REQUIRED ACTION
The answer should contain each record below, repeated exactly.

Stored data entries

..............................

//! Statistics collected while converting a document.

use serde::{Deserialize, Serialize};

/// Counters for one conversion run.
#[derive(Debug, Clone, Default, PartialEq, Eq, Serialize, Deserialize)]
pub struct ConversionStats {
    /// Paragraphs extracted from the source
    pub paragraph_count: u32,

    /// Text blocks built (paragraphs, headings, quotes, code)
    pub text_block_count: u32,

    /// Heading blocks built
    pub heading_count: u32,

    /// Quote blocks built
    pub quote_count: u32,

    /// Code blocks built
    pub code_block_count: u32,

    /// Blank paragraphs kept as spacer blocks
    pub blank_count: u32,

    /// List blocks built
    pub list_count: u32,

    /// List items across all lists
    pub list_item_count: u32,

    /// List items whose authored type was overridden
    pub coerced_item_count: u32,

    /// List items remapped from a deeper level
    pub flattened_item_count: u32,

    /// Images uploaded and placed
    pub image_count: u32,

    /// Captions bound to images
    pub caption_count: u32,

    /// Images omitted because their payload was unavailable
    pub skipped_image_count: u32,

    /// Horizontal rules kept as separator blocks
    pub separator_count: u32,

    /// Tables dropped
    pub table_count: u32,

    /// Placeholder tokens issued
    pub placeholder_count: u32,
}

impl ConversionStats {
    /// Create new empty statistics.
    pub fn new() -> Self {
        Self::default()
    }

    /// Increment paragraph count.
    pub fn add_paragraph(&mut self) {
        self.paragraph_count += 1;
    }

    /// Increment image count.
    pub fn add_image(&mut self) {
        self.image_count += 1;
    }

    /// Record a list block and its items.
    pub fn add_list(&mut self, items: usize, coerced: usize, flattened: usize) {
        self.list_count += 1;
        self.list_item_count += items as u32;
        self.coerced_item_count += coerced as u32;
        self.flattened_item_count += flattened as u32;
    }

    /// Total number of content blocks built.
    pub fn block_count(&self) -> u32 {
        self.text_block_count + self.list_count + self.image_count + self.separator_count
    }

    /// Merge another stats instance into this one.
    pub fn merge(&mut self, other: &ConversionStats) {
        self.paragraph_count += other.paragraph_count;
        self.text_block_count += other.text_block_count;
        self.heading_count += other.heading_count;
        self.quote_count += other.quote_count;
        self.code_block_count += other.code_block_count;
        self.blank_count += other.blank_count;
        self.list_count += other.list_count;
        self.list_item_count += other.list_item_count;
        self.coerced_item_count += other.coerced_item_count;
        self.flattened_item_count += other.flattened_item_count;
        self.image_count += other.image_count;
        self.caption_count += other.caption_count;
        self.skipped_image_count += other.skipped_image_count;
        self.separator_count += other.separator_count;
        self.table_count += other.table_count;
        self.placeholder_count += other.placeholder_count;
    }
}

..............................

EXERCISE RESPONSE
//! Statistics collected while converting a document.

use serde::{Deserialize, Serialize};

/// Counters for one conversion run.
#[derive(Debug, Clone, Default, PartialEq, Eq, Serialize, Deserialize)]
pub struct ConversionStats {
    /// Paragraphs extracted from the source
    pub paragraph_count: u32,

    /// Text blocks built (paragraphs, headings, quotes, code)
    pub text_block_count: u32,

    /// Heading blocks built
    pub heading_count: u32,

    /// Quote blocks built
    pub quote_count: u32,

    /// Code blocks built
    pub code_block_count: u32,

    /// Blank paragraphs kept as spacer blocks
    pub blank_count: u32,

    /// List blocks built
    pub list_count: u32,

    /// List items across all lists
    pub list_item_count: u32,

    /// List items whose authored type was overridden
    pub coerced_item_count: u32,

    /// List items remapped from a deeper level
    pub flattened_item_count: u32,

    /// Images uploaded and placed
    pub image_count: u32,

    /// Captions bound to images
    pub caption_count: u32,

    /// Images omitted because their payload was unavailable
    pub skipped_image_count: u32,

    /// Horizontal rules kept as separator blocks
    pub separator_count: u32,

    /// Tables dropped
    pub table_count: u32,

    /// Placeholder tokens issued
    pub placeholder_count: u32,
}

impl ConversionStats {
    /// Create new empty statistics.
    pub fn new() -> Self {
        Self::default()
    }

    /// Increment paragraph count.
    pub fn add_paragraph(&mut self) {
        self.paragraph_count += 1;
    }

    /// Increment image count.
    pub fn add_image(&mut self) {
        self.image_count += 1;
    }

    /// Record a list block and its items.
    pub fn add_list(&mut self, items: usize, coerced: usize, flattened: usize) {
        self.list_count += 1;
        self.list_item_count += items as u32;
        self.coerced_item_count += coerced as u32;
        self.flattened_item_count += flattened as u32;
    }

    /// Total number of content blocks built.
    pub fn block_count(&self) -> u32 {
        self.text_block_count + self.list_count + self.image_count + self.separator_count
    }

    /// Merge another stats instance into this one.
    pub fn merge(&mut self, other: &ConversionStats) {
        self.paragraph_count += other.paragraph_count;
        self.text_block_count += other.text_block_count;
        self.heading_count += other.heading_count;
        self.quote_count += other.quote_count;
        self.code_block_count += other.code_block_count;
        self.blank_count += other.blank_count;
        self.list_count += other.list_count;
        self.list_item_count += other.list_item_count;
        self.coerced_item_count += other.coerced_item_count;
        self.flattened_item_count += other.flattened_item_count;
        self.image_count += other.image_count;
        self.caption_count += other.caption_count;
        self.skipped_image_count += other.skipped_image_count;
        self.separator_count += other.separator_count;
        self.table_count += other.table_count;
        self.placeholder_count += other.placeholder_count;
    }
}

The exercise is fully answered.